This festive season, many displaced women are struggling

With inadequate aid, women-headed households in Syria, Afghanistan and Ukraine will find it hard to keep their children fed and warm.

Internally displaced Syrians walk together near tents at a camp in Azaz, Syria March 1, 2022. Picture taken March 1, 2022. REUTERS/Mahmoud Hassano
Internally displaced Syrians walk together near tents at a camp in Azaz, Syria on March 1, 2022 [File: Reuters/Mahmoud Hassano]

This winter will be tougher than any most of us have known in our life time. Record high inflation, and skyrocketing fuel and food prices have led to protests and strikes across the world. Many families are facing difficult decisions on how to spend their dwindling incomes. But for households headed by displaced women, this winter will be even harsher.

About 34 million people are displaced by the conflicts in Syria, Afghanistan and Ukraine. A significant number of them live in households headed by women.

And these families truly struggle. Many live in tents that can easily collapse in heavy rain or snow. Income for them is hard to come by, as women struggle to get jobs amid high unemployment rates. It becomes even more difficult to find employment opportunities during the winter.

When they do find jobs, mothers face difficult choices about leaving their children alone and often have to deal with discrimination, harassment and prejudice. Pay could be as low as $1.50 per day and often does not cover expenses for food.

This winter, the situation is even worse because of quickly rising inflation in conflict areas, which is hitting the displaced the hardest. In Syria, for example, the price of basic foods has jumped by 800 percent in just two years.

Displaced people are also struggling to find warmth over the winter after fuel for heating has become unaffordable. This is especially the case for women-headed households, which often have to resort to burning waste to warm up their tents or cook.

This exposes the whole family to dangerous gases that could kill. The World Health Organization has estimated that 3.2 million people died in 2020 as a result of indoor pollution generated by such harmful practices; 237,000 were children under the age of five.

Indoor pollution also increases the risk of deaths from influenza, pneumonia and asthma and contributes to malnutrition.

While exact numbers of how many displaced people die as a result of waste-burning for heating are not available, we do know that such incidents are regularly reported at camps for the displaced and women-headed households are especially vulnerable.

As women struggle to keep their children fed and warm, they often fall into debt. This leaves them more exposed to violence and sexual exploitation and often forces them to engage in prostitution or give up their children to forced marriages or bonded labour. In Afghanistan, for example, girls are sold into marriage for $2,200.

Women-headed households also often find it difficult to keep children in school. They sometimes cannot attend because they do not have shoes or coats to make the journey to school.

Everything becomes that more challenging when the days are shorter in the winter and darkness brings heightened risk of abuse, harassment and kidnapping. With people crammed into single rooms to keep warm with little opportunity to go outside, tensions and domestic violence increase. The already restricted freedom of movement becomes even more unbearable. Unsurprisingly, mental health deteriorates during the winter.

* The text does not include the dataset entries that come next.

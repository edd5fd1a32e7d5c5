//! Unified error handling: HTML error pages for the dashboard, a JSON
//! envelope for the API routes.

use askama::Template;
use axum::{
    http::StatusCode,
    response::{Html, IntoResponse, Response},
    Json,
};
use serde::Serialize;

use crate::cms::CmsError;
use crate::views::ErrorPage;

/// Error detail in the API response envelope.
#[derive(Debug, Serialize)]
pub struct ApiError {
    pub code: String,
    pub message: String,
}

/// Consistent JSON envelope for all API responses.
#[derive(Debug, Serialize)]
pub struct ApiResponse<T: Serialize> {
    pub data: Option<T>,
    pub error: Option<ApiError>,
}

impl<T: Serialize> ApiResponse<T> {
    /// Wrap a successful result in the envelope.
    pub fn success(data: T) -> Json<Self> {
        Json(Self {
            data: Some(data),
            error: None,
        })
    }

    /// Wrap an error in the envelope.
    pub fn error(code: &str, message: &str) -> Json<Self> {
        Json(Self {
            data: None,
            error: Some(ApiError {
                code: code.to_string(),
                message: message.to_string(),
            }),
        })
    }
}

/// Application error type mapping to HTTP status codes.
#[derive(Debug, thiserror::Error)]
pub enum AppError {
    #[error("Not found: {0}")]
    NotFound(String),

    #[error("Content store error: {0}")]
    Cms(#[from] CmsError),

    #[error("Template error: {0}")]
    Template(#[from] askama::Error),

    #[error("Internal error: {0}")]
    Internal(String),
}

impl AppError {
    /// Check if this error represents a not-found condition.
    pub fn is_not_found(&self) -> bool {
        match self {
            Self::NotFound(_) => true,
            Self::Cms(e) => e.is_not_found(),
            _ => false,
        }
    }

    /// Status, machine code, and the message safe to show a user.
    fn parts(&self) -> (StatusCode, &'static str, String) {
        match self {
            AppError::NotFound(msg) => (StatusCode::NOT_FOUND, "NOT_FOUND", msg.clone()),
            AppError::Cms(e) if e.is_not_found() => {
                (StatusCode::NOT_FOUND, "NOT_FOUND", e.to_string())
            }
            AppError::Cms(e) => {
                tracing::error!(error = %e, "Content store error");
                (
                    StatusCode::BAD_GATEWAY,
                    "CMS_UNAVAILABLE",
                    "The content service could not be reached".to_string(),
                )
            }
            AppError::Template(e) => {
                tracing::error!(error = %e, "Template error");
                (
                    StatusCode::INTERNAL_SERVER_ERROR,
                    "INTERNAL_ERROR",
                    "An internal error occurred".to_string(),
                )
            }
            AppError::Internal(msg) => {
                tracing::error!(error = %msg, "Internal error");
                (
                    StatusCode::INTERNAL_SERVER_ERROR,
                    "INTERNAL_ERROR",
                    "An internal error occurred".to_string(),
                )
            }
        }
    }
}

impl IntoResponse for AppError {
    fn into_response(self) -> Response {
        let (status, _, message) = self.parts();

        let page = ErrorPage {
            status: status.as_u16(),
            message,
        };
        match page.render() {
            Ok(html) => (status, Html(html)).into_response(),
            Err(e) => {
                tracing::error!(error = %e, "Failed to render error page");
                (status, page.message).into_response()
            }
        }
    }
}

/// `AppError` rendered as the JSON envelope, for API routes.
#[derive(Debug)]
pub struct JsonError(pub AppError);

impl<E: Into<AppError>> From<E> for JsonError {
    fn from(err: E) -> Self {
        Self(err.into())
    }
}

impl IntoResponse for JsonError {
    fn into_response(self) -> Response {
        let (status, code, message) = self.0.parts();
        (status, ApiResponse::<()>::error(code, &message)).into_response()
    }
}

#[cfg(test)]
mod tests {
    use super::*;

    #[test]
    fn api_response_success() {
        let response = ApiResponse::success("hello");
        let json = serde_json::to_value(&response.0).unwrap();
        assert_eq!(json["data"], "hello");
        assert!(json["error"].is_null());
    }

    #[test]
    fn api_response_error() {
        let response = ApiResponse::<()>::error("NOT_FOUND", "Item not found");
        let json = serde_json::to_value(&response.0).unwrap();
        assert!(json["data"].is_null());
        assert_eq!(json["error"]["code"], "NOT_FOUND");
        assert_eq!(json["error"]["message"], "Item not found");
    }

    #[test]
    fn app_error_is_not_found() {
        let err = AppError::NotFound("page".to_string());
        assert!(err.is_not_found());

        let cms: AppError = CmsError::NotFound {
            object_type: "orders".to_string(),
        }
        .into();
        assert!(cms.is_not_found());

        let denied: AppError = CmsError::Unauthorized.into();
        assert!(!denied.is_not_found());
    }

    #[test]
    fn upstream_failures_are_bad_gateway() {
        let err: AppError = CmsError::Status {
            status: 500,
            body: "boom".to_string(),
        }
        .into();
        let (status, code, message) = err.parts();
        assert_eq!(status, StatusCode::BAD_GATEWAY);
        assert_eq!(code, "CMS_UNAVAILABLE");
        assert!(!message.contains("boom"));
    }

    #[test]
    fn html_error_page_carries_status() {
        let response = AppError::Internal("oops".to_string()).into_response();
        assert_eq!(response.status(), StatusCode::INTERNAL_SERVER_ERROR);
    }

    #[test]
    fn json_error_carries_status() {
        let response = JsonError::from(CmsError::Unauthorized).into_response();
        assert_eq!(response.status(), StatusCode::BAD_GATEWAY);
    }

    #[test]
    fn app_error_display() {
        let err = AppError::NotFound("/nope".to_string());
        assert_eq!(err.to_string(), "Not found: /nope");
    }
}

Studies show that poor mental health of mothers is directly linked to long-term poor development indicators for children. Women we interviewed as part of World Vision research on the effect of winter on displaced communities said they had subjected their children to violence out of stress and frustration with their situation.

For humanitarian agencies, the difficult conditions displaced people face in the winter are nothing new and planning starts as early as July: from distribution of coats, shoes, heaters, to provision of fuel, flood prevention and management, repairs of shelters, to medical care and psychological support.

In Afghanistan, for example, everything must be in place by end of October ahead of the first snowstorms and it is the end of March before roads are open for trucks to pass again. But for all the planning, there are certain developments humanitarian agencies cannot predict: missile strikes on power plants, severe weather, an upsurge in fighting, global supply chain disruptions or, as is so often the case, lack of funds. As of the end of November, for example, the winterisation programmes of all humanitarian organisations operating in Syria were just 11 percent funded.

This year, many aid agencies have been stretched thin as the war in Ukraine has displaced millions more people. Many of them are members of women-headed households as men have been drafted into the army or joined as volunteers. Displaced Ukrainian women face a tough winter struggling to find stable shelter with few or no employment opportunities. Most are fully reliant on humanitarian aid and the support of host families who themselves are struggling with increased costs.

For the rest of the world, these conflicts seem far away and of no direct concern. But what the COVID-19 pandemic has taught us is that everything is connected. The world is like a giant game of Jenga. Every time a piece is removed in one place, it effects the stability of the whole structure. Whether it is fuel and food prices, the surge in migration, the costs of conflict or climate change, everything is connected and has an effect on our lives.

So even as we all contemplate a tough winter with hard choices to make this festive season, we should put ourselves for a minute in the tent of a displaced family headed by a woman deciding who gets to eat tonight.

The views expressed in this article are the author’s own and do not necessarily reflect Al Jazeera’s editorial stance.